> **TASK**
The word to look for is "Clone". Report every line of the entries below that has it.

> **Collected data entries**

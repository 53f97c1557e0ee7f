use device::find_by_text;
use engine::{layout, EngineError, ScanArea};
use serde::{Deserialize, Serialize};
use timeline::{Seconds, TimelineStore};
use tracing::{info, warn};

use crate::{EffectEntry, OperationError, Orchestrator, Result};

/// How an applied effect was stretched over its clip.
#[derive(Debug, Clone, Copy, PartialEq, Serialize, Deserialize)]
#[serde(tag = "method", rename_all = "snake_case")]
pub enum Extension {
    /// Handle selected, then the extend-to-clip-end action.
    ToClipEnd,
    /// End handle dragged by `px` pixels.
    Dragged { px: i32 },
    /// The effect bar could not be located; left at its default length.
    Skipped,
}

#[derive(Debug, Clone, PartialEq, Serialize, Deserialize)]
pub struct AppliedEffect {
    pub name: String,
    pub category: String,
    pub extension: Extension,
}

/// Horizontal drag that stretches a fresh effect starting at `start` to end
/// at `end`.
pub fn drag_distance(start: Seconds, end: Seconds, default_secs: Seconds, px_per_sec: f64) -> i32 {
    ((end - (start + default_secs)) * px_per_sec) as i32
}

impl Orchestrator {
    /// Applies up to `max_effects` effects to `clip`, each covering the
    /// whole clip.
    pub async fn apply_effect(
        &self,
        store: &TimelineStore,
        clip: usize,
        names: &[String],
    ) -> Result<Vec<AppliedEffect>> {
        let engine = self.engine();
        let config = engine.config();
        if names.is_empty() {
            return Err(OperationError::Validation("no effects requested".into()));
        }
        if names.len() > config.edit.max_effects {
            return Err(OperationError::Validation(format!(
                "at most {} effects can be stacked, got {}",
                config.edit.max_effects,
                names.len()
            )));
        }
        let entries = names
            .iter()
            .map(|name| self.effects().resolve(name))
            .collect::<Result<Vec<_>>>()?;
        let (start, end) = store.model()?.clip_range(clip)?;

        info!("applying {:?} to clip {}", names, clip);
        engine.tap_clip(store, clip).await?;
        engine.open_tool(&config.labels.effect_tool).await?;

        let mut applied = Vec::with_capacity(entries.len());
        for entry in entries {
            let extension = self.add_one_effect(store, &entry, start, end).await?;
            info!("applied '{}' ({:?})", entry.name, extension);
            applied.push(AppliedEffect {
                name: entry.name,
                category: entry.category,
                extension,
            });
        }

        engine.tap_by_id(&config.ids.apply, "apply button").await?;
        Ok(applied)
    }

    async fn add_one_effect(
        &self,
        store: &TimelineStore,
        entry: &EffectEntry,
        start: Seconds,
        end: Seconds,
    ) -> Result<Extension> {
        let engine = self.engine();
        let config = engine.config();

        let seek = engine
            .seek(store, start, config.seek.fine_tolerance_secs)
            .await?;
        engine
            .tap_by_id(&config.ids.add_effect, "add effect button")
            .await?;
        engine.settle(config.timing.menu_settle_ms).await;

        let anchor = &config.labels.effect_category_anchor;
        if !engine
            .find_and_select(&entry.category, Some(anchor.as_str()), ScanArea::Menu)
            .await?
        {
            return Err(EngineError::NotFound(format!("effect group '{}'", entry.category)).into());
        }
        if !engine
            .find_and_select(&entry.name, Some(entry.group_anchor.as_str()), ScanArea::Content)
            .await?
        {
            return Err(EngineError::NotFound(format!(
                "effect '{}' in group '{}'",
                entry.name, entry.category
            ))
            .into());
        }
        engine.tap_by_id(&config.ids.apply, "apply button").await?;

        let snapshot = engine.snapshot().await?;
        let Some(label) = find_by_text(&snapshot, &entry.name) else {
            warn!("applied '{}' but its label is not visible", entry.name);
            return Ok(Extension::Skipped);
        };
        let Some(bar) = layout::effect_bar_for_label(&snapshot, label) else {
            warn!("no effect bar for label at index {}", label.index);
            return Ok(Extension::Skipped);
        };
        let handle_x = bar.bounds.x2 + config.edit.handle_gap_px;
        let handle_y = bar.bounds.mid_y();

        if end - start > config.edit.extend_threshold_secs {
            engine.driver().tap(handle_x, handle_y).await?;
            engine.settle(config.timing.menu_settle_ms).await;
            engine
                .tap_by_id(&config.ids.effect_clip_end, "extend to clip end")
                .await?;
            Ok(Extension::ToClipEnd)
        } else {
            let constants = store.constants()?;
            let px = drag_distance(
                seek.achieved(),
                end,
                config.edit.effect_default_secs,
                constants.px_per_sec,
            );
            info!("short clip ({:.1}s), dragging handle {}px", end - start, px);
            engine
                .driver()
                .swipe(
                    handle_x,
                    handle_y,
                    handle_x + px,
                    handle_y,
                    config.edit.drag_duration_ms,
                )
                .await?;
            engine.settle(config.timing.drag_settle_ms).await;
            Ok(Extension::Dragged { px })
        }
    }
}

> **SOLUTION TO THE PROBLEM**
#[derive(Debug, Clone, Copy, PartialEq, Serialize, Deserialize)]
#[derive(Debug, Clone, PartialEq, Serialize, Deserialize)]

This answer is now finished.